# YOUR TASK:
Every line with "unreachable" in it should be copied from the data.

[Collected data entries]

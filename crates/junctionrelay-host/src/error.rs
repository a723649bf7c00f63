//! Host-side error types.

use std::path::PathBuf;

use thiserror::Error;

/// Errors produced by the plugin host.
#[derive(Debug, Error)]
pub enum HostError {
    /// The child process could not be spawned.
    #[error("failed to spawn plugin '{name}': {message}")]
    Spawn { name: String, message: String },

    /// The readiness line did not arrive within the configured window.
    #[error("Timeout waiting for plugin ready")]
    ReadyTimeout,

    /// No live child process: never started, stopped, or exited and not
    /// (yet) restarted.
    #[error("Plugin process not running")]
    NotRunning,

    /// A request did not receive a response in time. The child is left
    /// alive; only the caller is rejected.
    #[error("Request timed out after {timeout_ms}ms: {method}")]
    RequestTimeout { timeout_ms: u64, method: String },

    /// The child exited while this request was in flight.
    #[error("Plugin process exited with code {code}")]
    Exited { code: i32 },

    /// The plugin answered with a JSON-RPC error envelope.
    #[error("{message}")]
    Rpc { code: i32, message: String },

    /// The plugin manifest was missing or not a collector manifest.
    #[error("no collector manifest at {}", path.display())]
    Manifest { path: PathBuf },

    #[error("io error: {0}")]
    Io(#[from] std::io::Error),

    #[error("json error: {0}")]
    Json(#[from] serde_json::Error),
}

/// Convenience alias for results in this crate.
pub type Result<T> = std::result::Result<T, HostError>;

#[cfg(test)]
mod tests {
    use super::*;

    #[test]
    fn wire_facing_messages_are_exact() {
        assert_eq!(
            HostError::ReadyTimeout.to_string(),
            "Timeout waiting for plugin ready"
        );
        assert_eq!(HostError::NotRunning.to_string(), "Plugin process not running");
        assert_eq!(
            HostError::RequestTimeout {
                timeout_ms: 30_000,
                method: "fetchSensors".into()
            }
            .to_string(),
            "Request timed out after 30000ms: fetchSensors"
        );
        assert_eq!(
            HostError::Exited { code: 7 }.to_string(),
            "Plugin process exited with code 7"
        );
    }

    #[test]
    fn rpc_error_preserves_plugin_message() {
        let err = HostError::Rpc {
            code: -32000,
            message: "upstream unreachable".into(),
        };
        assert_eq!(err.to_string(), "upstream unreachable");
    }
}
...
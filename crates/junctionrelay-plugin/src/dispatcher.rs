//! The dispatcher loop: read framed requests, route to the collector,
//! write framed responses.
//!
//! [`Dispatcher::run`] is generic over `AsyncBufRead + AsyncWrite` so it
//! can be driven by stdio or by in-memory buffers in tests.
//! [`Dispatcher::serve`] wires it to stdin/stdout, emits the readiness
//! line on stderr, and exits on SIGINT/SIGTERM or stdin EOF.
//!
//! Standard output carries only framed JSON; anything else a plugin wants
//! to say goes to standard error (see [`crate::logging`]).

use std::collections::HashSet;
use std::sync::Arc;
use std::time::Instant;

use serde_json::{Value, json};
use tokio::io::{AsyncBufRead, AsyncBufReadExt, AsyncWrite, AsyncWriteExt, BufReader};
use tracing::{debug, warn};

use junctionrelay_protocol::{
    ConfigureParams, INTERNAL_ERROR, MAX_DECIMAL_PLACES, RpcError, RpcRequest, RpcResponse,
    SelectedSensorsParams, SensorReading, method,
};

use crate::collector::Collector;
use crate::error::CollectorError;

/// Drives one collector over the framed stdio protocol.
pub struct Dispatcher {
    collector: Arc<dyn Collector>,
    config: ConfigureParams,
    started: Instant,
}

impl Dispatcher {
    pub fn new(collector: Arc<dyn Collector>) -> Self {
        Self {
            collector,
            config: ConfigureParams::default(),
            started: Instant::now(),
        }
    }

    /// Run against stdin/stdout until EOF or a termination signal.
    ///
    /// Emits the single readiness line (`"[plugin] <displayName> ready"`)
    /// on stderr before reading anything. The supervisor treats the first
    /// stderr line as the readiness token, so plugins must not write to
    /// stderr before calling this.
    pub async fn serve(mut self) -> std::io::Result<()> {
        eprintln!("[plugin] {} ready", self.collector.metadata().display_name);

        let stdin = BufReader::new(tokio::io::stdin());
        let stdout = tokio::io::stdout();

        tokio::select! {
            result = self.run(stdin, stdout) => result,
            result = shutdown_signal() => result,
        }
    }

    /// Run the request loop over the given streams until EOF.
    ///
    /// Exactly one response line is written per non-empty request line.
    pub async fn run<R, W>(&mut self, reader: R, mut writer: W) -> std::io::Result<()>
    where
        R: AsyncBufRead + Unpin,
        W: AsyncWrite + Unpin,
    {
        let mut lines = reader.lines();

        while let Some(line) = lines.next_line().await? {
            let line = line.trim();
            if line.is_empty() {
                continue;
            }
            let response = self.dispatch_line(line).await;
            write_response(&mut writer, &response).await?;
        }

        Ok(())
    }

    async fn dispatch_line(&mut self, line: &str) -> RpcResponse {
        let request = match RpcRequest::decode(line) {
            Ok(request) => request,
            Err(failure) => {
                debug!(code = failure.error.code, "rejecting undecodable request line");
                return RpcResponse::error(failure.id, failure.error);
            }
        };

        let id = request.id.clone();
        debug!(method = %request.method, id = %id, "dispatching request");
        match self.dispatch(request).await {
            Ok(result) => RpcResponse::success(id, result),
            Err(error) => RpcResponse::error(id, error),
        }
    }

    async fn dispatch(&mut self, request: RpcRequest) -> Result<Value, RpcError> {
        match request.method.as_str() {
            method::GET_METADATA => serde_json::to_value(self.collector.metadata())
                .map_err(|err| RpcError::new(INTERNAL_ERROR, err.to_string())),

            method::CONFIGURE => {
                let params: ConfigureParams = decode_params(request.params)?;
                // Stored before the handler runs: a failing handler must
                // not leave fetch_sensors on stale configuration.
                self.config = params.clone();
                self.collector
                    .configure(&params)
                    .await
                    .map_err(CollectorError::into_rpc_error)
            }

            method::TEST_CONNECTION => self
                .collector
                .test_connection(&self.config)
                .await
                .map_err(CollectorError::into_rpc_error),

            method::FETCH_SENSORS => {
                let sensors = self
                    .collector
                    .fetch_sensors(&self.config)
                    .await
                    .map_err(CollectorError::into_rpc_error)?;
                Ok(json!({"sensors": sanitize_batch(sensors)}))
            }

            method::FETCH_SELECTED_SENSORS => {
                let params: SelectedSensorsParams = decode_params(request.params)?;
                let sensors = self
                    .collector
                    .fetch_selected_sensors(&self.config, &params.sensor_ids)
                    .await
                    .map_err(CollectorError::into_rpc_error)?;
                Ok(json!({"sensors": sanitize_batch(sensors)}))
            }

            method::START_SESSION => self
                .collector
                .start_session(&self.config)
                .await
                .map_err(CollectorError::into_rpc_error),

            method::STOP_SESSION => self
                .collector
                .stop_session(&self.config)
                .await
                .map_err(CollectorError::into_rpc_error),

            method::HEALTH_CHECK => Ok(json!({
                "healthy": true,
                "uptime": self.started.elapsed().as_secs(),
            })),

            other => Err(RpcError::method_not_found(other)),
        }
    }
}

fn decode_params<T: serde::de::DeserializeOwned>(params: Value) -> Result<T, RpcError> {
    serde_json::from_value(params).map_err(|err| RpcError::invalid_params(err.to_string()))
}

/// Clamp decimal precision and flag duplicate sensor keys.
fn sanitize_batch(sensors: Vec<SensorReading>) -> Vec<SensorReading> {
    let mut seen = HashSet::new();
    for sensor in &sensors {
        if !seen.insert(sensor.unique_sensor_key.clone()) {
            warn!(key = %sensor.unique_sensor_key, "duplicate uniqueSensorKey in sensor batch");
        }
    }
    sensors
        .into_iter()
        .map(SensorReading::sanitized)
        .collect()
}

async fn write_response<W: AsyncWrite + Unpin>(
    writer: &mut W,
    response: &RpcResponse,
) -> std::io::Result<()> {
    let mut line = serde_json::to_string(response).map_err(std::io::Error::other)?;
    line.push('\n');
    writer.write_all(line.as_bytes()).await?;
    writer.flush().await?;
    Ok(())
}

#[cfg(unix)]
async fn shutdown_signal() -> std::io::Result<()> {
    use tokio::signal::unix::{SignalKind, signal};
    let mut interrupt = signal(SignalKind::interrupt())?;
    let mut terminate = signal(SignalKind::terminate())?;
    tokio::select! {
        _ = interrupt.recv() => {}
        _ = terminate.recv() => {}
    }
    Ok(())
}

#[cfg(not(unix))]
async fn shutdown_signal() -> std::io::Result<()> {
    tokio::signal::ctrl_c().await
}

# YOUR SOLUTION:
            message: "upstream unreachable".into(),
        assert_eq!(err.to_string(), "upstream unreachable");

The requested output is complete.